On five acres north of Beresford, Mary Storo grows “everything from A to Z” for her small business, Mary’s Kitchen and Gardens.

“We do all the leafy greens, the root vegetables, all the squashes; we do some fruits, pretty much everything,” she said.

She sells to consumers at several markets as well as to some grocers and restaurants.

“Some of the bigger institutions, for us, will be a longer-term goal because some of them have strict guidelines,” Storo said. “But I think there is flexibility, and we have to do a good job of education and making it convenient.”

That’s why she’s planning to participate in the food hub.

“It’s a group of farmers from really different sizes and shapes working together,” Storo said. “So we’re able to funnel multiple producers to those vendors instead of being called 15 different times. So we’re trying to streamline that and develop our own reputation as far as good, quality food.”

The food hub will not be certified organic because of the testing and fees involved, she said. But food-safety classes will be provided, and there will be guidance in the handling and look of the produce sold.

More than two dozen producers have shown serious interest, O’Neill said. There likely will be four sites in the hub – Brookings, Sioux Falls, Yankton and Wagner – where producers can drop off food. A central system will show what items are available, and businesses can place orders online.

A manager will coordinate ordering and delivery.

“The producers will keep their identity,” Storo added. “It’s not all melded in one box. The chefs will know whose items are whose.”

The producers plan to form a limited liability corporation, O’Neill said.
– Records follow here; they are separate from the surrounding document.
use serde::Serialize;

use pulsedesk_core::config::{AppConfig, LoadOptions};
use pulsedesk_core::vault::CredentialVault;
use pulsedesk_db::connect_with_settings;

#[derive(Clone, Copy, Debug, PartialEq, Eq, Serialize)]
#[serde(rename_all = "snake_case")]
enum CheckStatus {
    Pass,
    Fail,
    Skipped,
}

#[derive(Debug, Serialize)]
struct DoctorCheck {
    name: &'static str,
    status: CheckStatus,
    details: String,
}

#[derive(Debug, Serialize)]
struct DoctorReport {
    overall_status: CheckStatus,
    summary: String,
    checks: Vec<DoctorCheck>,
}

pub fn run(json_output: bool) -> String {
    let report = build_report();

    if json_output {
        return serde_json::to_string_pretty(&report).unwrap_or_else(|error| {
            format!(
                "{{\"overall_status\":\"fail\",\"summary\":\"doctor serialization failed\",\"error\":\"{}\"}}",
                escape_json(&error.to_string())
            )
        });
    }

    render_human(&report)
}

fn build_report() -> DoctorReport {
    let mut checks = Vec::new();

    match AppConfig::load(LoadOptions::default()) {
        Ok(config) => {
            checks.push(DoctorCheck {
                name: "config_validation",
                status: CheckStatus::Pass,
                details: "configuration loaded and validated".to_string(),
            });
            checks.push(check_vault_key(&config));
            checks.push(check_database_connectivity(&config));
        }
        Err(error) => {
            checks.push(DoctorCheck {
                name: "config_validation",
                status: CheckStatus::Fail,
                details: error.to_string(),
            });
            checks.push(DoctorCheck {
                name: "vault_master_key",
                status: CheckStatus::Skipped,
                details: "skipped because configuration did not load".to_string(),
            });
            checks.push(DoctorCheck {
                name: "database_connectivity",
                status: CheckStatus::Skipped,
                details: "skipped because configuration did not load".to_string(),
            });
        }
    }

    let all_pass = checks.iter().all(|check| check.status == CheckStatus::Pass);
    let overall_status = if all_pass { CheckStatus::Pass } else { CheckStatus::Fail };
    let summary = if all_pass {
        "doctor: all readiness checks passed".to_string()
    } else {
        "doctor: one or more readiness checks failed".to_string()
    };

    DoctorReport { overall_status, summary, checks }
}

fn check_vault_key(config: &AppConfig) -> DoctorCheck {
    match CredentialVault::new(&config.vault.master_key) {
        Ok(_) => DoctorCheck {
            name: "vault_master_key",
            status: CheckStatus::Pass,
            details: "master key decodes to a valid AES-256 key".to_string(),
        },
        Err(error) => DoctorCheck {
            name: "vault_master_key",
            status: CheckStatus::Fail,
            details: error.to_string(),
        },
    }
}

fn check_database_connectivity(config: &AppConfig) -> DoctorCheck {
    let runtime = match tokio::runtime::Builder::new_current_thread().enable_all().build() {
        Ok(runtime) => runtime,
        Err(error) => {
            return DoctorCheck {
                name: "database_connectivity",
                status: CheckStatus::Fail,
                details: format!("failed to initialize async runtime: {error}"),
            };
        }
    };

    let result = runtime.block_on(async {
        let pool = connect_with_settings(
            &config.database.url,
            config.database.max_connections,
            config.database.timeout_secs,
        )
        .await
        .map_err(|error| format!("failed to connect to database: {error}"))?;

        pool.close().await;
        Ok::<(), String>(())
    });

    match result {
        Ok(()) => DoctorCheck {
            name: "database_connectivity",
            status: CheckStatus::Pass,
            details: format!("connected using `{}`", config.database.url),
        },
        Err(error) => {
            DoctorCheck { name: "database_connectivity", status: CheckStatus::Fail, details: error }
        }
    }
}

fn render_human(report: &DoctorReport) -> String {
    let mut lines = Vec::new();
    lines.push(report.summary.clone());

    for check in &report.checks {
        let marker = match check.status {
            CheckStatus::Pass => "ok",
            CheckStatus::Fail => "fail",
            CheckStatus::Skipped => "skip",
        };
        lines.push(format!("- [{marker}] {}: {}", check.name, check.details));
    }

    lines.join("\n")
}

fn escape_json(value: &str) -> String {
    value.replace('\\', "\\\\").replace('"', "\\\"")
}
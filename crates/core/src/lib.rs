pub mod audit;
pub mod cache;
pub mod config;
pub mod digest;
pub mod domain;
pub mod errors;
pub mod vault;

pub use audit::{AuditAction, AuditEntry, AuditSink, InMemoryAuditSink};
pub use cache::{CachedEntry, TtlCache};
pub use digest::{
    growth_rate, token_estimate, AccountSummary, AgencyDigest, DigestKind, DigestSettings,
    EntityContext, FunnelSummary, HealthSummary, RevenueSummary, SpenderSummary, TrendDirection,
};
pub use domain::actor::{ActorId, ActorRole, ToolTier};
pub use domain::credential::{CredentialStatus, ProviderCredential, ProviderKind};
pub use domain::spend::{AccountId, SpendEvent};
pub use domain::tenant::TenantId;
pub use errors::{OrchestratorError, ToolError};
pub use vault::{CredentialVault, VaultError};
use std::time::Duration;

use async_trait::async_trait;
use secrecy::{ExposeSecret, SecretString};
use serde_json::json;

use pulsedesk_core::domain::credential::ProviderKind;

/// Outcome of probing a provider key. `Indeterminate` covers transport
/// failures and unexpected statuses; callers must not mark a credential
/// invalid on it.
#[derive(Clone, Debug, PartialEq, Eq)]
pub enum KeyCheck {
    Valid,
    Unauthorized,
    Indeterminate(String),
}

#[async_trait]
pub trait KeyValidator: Send + Sync {
    async fn check(&self, provider: ProviderKind, api_key: &SecretString) -> KeyCheck;
}

const OPENAI_MODELS_URL: &str = "https://api.openai.com/v1/models";
const ANTHROPIC_MESSAGES_URL: &str = "https://api.anthropic.com/v1/messages";
const GEMINI_MODELS_URL: &str = "https://generativelanguage.googleapis.com/v1beta/models";

/// Probes each provider family with its cheapest side-effect-free call:
/// a models listing for OpenAI and Gemini, a one-token message for
/// Anthropic. Runs off the request hot path only.
pub struct HttpKeyValidator {
    http: reqwest::Client,
}

impl HttpKeyValidator {
    pub fn new(timeout: Duration) -> Result<Self, reqwest::Error> {
        let http = reqwest::Client::builder().timeout(timeout).build()?;
        Ok(Self { http })
    }
}

#[async_trait]
impl KeyValidator for HttpKeyValidator {
    async fn check(&self, provider: ProviderKind, api_key: &SecretString) -> KeyCheck {
        let response = match provider {
            ProviderKind::OpenAi => {
                self.http.get(OPENAI_MODELS_URL).bearer_auth(api_key.expose_secret()).send().await
            }
            ProviderKind::Anthropic => {
                self.http
                    .post(ANTHROPIC_MESSAGES_URL)
                    .header("x-api-key", api_key.expose_secret())
                    .header("anthropic-version", "2023-06-01")
                    .json(&json!({
                        "model": "claude-3-5-haiku-latest",
                        "max_tokens": 1,
                        "messages": [{"role": "user", "content": "ping"}],
                    }))
                    .send()
                    .await
            }
            ProviderKind::Gemini => {
                self.http
                    .get(GEMINI_MODELS_URL)
                    .query(&[("key", api_key.expose_secret())])
                    .send()
                    .await
            }
        };

        match response {
            Ok(response) => {
                classify_status(response.status().as_u16(), provider == ProviderKind::Anthropic)
            }
            Err(error) => KeyCheck::Indeterminate(format!("transport error: {error}")),
        }
    }
}

/// Status classification shared by every probe. A 400 on the message-style
/// probe means authentication succeeded and only the request shape was
/// rejected, which is all the probe needs to know.
fn classify_status(status: u16, message_style_probe: bool) -> KeyCheck {
    match status {
        200..=299 => KeyCheck::Valid,
        401 | 403 => KeyCheck::Unauthorized,
        400 if message_style_probe => KeyCheck::Valid,
        other => KeyCheck::Indeterminate(format!("unexpected status {other}")),
    }
}
//! Deterministic demo data for local development and the `seed` command.

use chrono::{DateTime, Duration, Utc};
use rust_decimal::Decimal;

use pulsedesk_core::domain::spend::{AccountId, SpendEvent};
use pulsedesk_core::domain::tenant::TenantId;

const DEMO_ACCOUNTS: &[(&str, &str, &str)] = &[
    ("acct-north", "Northwind Retail", "search_ads"),
    ("acct-harbor", "Harborline Travel", "social_ads"),
    ("acct-atlas", "Atlas Fitness", "display_ads"),
];

/// One spend event per account per day over the trailing `days` window,
/// ending just before `now`. Amounts and funnel counts are derived from the
/// day index so repeated seeds produce identical data.
pub fn demo_spend_events(tenant: &TenantId, now: DateTime<Utc>, days: i64) -> Vec<SpendEvent> {
    let mut events = Vec::new();

    for day in 0..days {
        let occurred_at = now - Duration::days(days - day);

        for (index, (account_id, account_name, category)) in DEMO_ACCOUNTS.iter().enumerate() {
            let base = 40 + 15 * index as i64;
            let drift = (day % 7) * 3;
            let amount = Decimal::new((base + drift) * 100 + day * 17, 2);

            events.push(SpendEvent {
                tenant_id: tenant.clone(),
                account_id: AccountId((*account_id).to_string()),
                account_name: (*account_name).to_string(),
                category: (*category).to_string(),
                amount,
                leads: (2 + (day + index as i64) % 5) as u32,
                clicks: (80 + day * 4 + index as i64 * 25) as u32,
                occurred_at,
            });
        }
    }

    events
}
A future grant also might help cover the costs of implementation.

“My list just keeps growing because we keep adding new people,” she said. “And we’re reaching out to any chef, food service manager, grocery manager, anyone interested in buying local foods on a wholesale level.”

Dakota Fresh will find out in August if it received a grant to help with implementation and a part-time manager to formally launch. The group already has a list of more than 170 potential business clients.

The organizers will hold a kickoff chef’s reception July 6 featuring guests from the Illinois-based Stewards of the Land food hub, which is serving as a model for Dakota Fresh.

It was started 10 years ago by farmer Marty Travis and quickly capped at 25 members. Five years later, it was up to $1.2 million in annual sales.

“And many of the original farms got large enough pretty quickly that they didn’t need the limited liability insurance the LLC offered and didn’t need the marketing and delivery,” Travis said.

Those farmers became part of a food hub advisory group and mentored new producers who joined the hub.

“It worked beautifully,” said Travis, who will be in Sioux Falls along with a chef who uses his food hub frequently. “We’ve got poultry producers, pork producers, eggs, small grains, flour, honey; it’s pretty diverse.”

He delivered almost every week last year and has up to 30 restaurant customers. Farmers are charged 10 percent for marketing and invoicing and 6 percent for delivery. They access bulk rates for packaging, group marketing and a central website, although they can link their individual web pages to it.

“Almost all our chefs say: ‘You make it so easy for us. I don’t have to go hunting for 25 different things from 25 different farms,’ ” Travis said. “It’s all about the relationship … you build among the farmers and the chefs and the whole restaurant community.”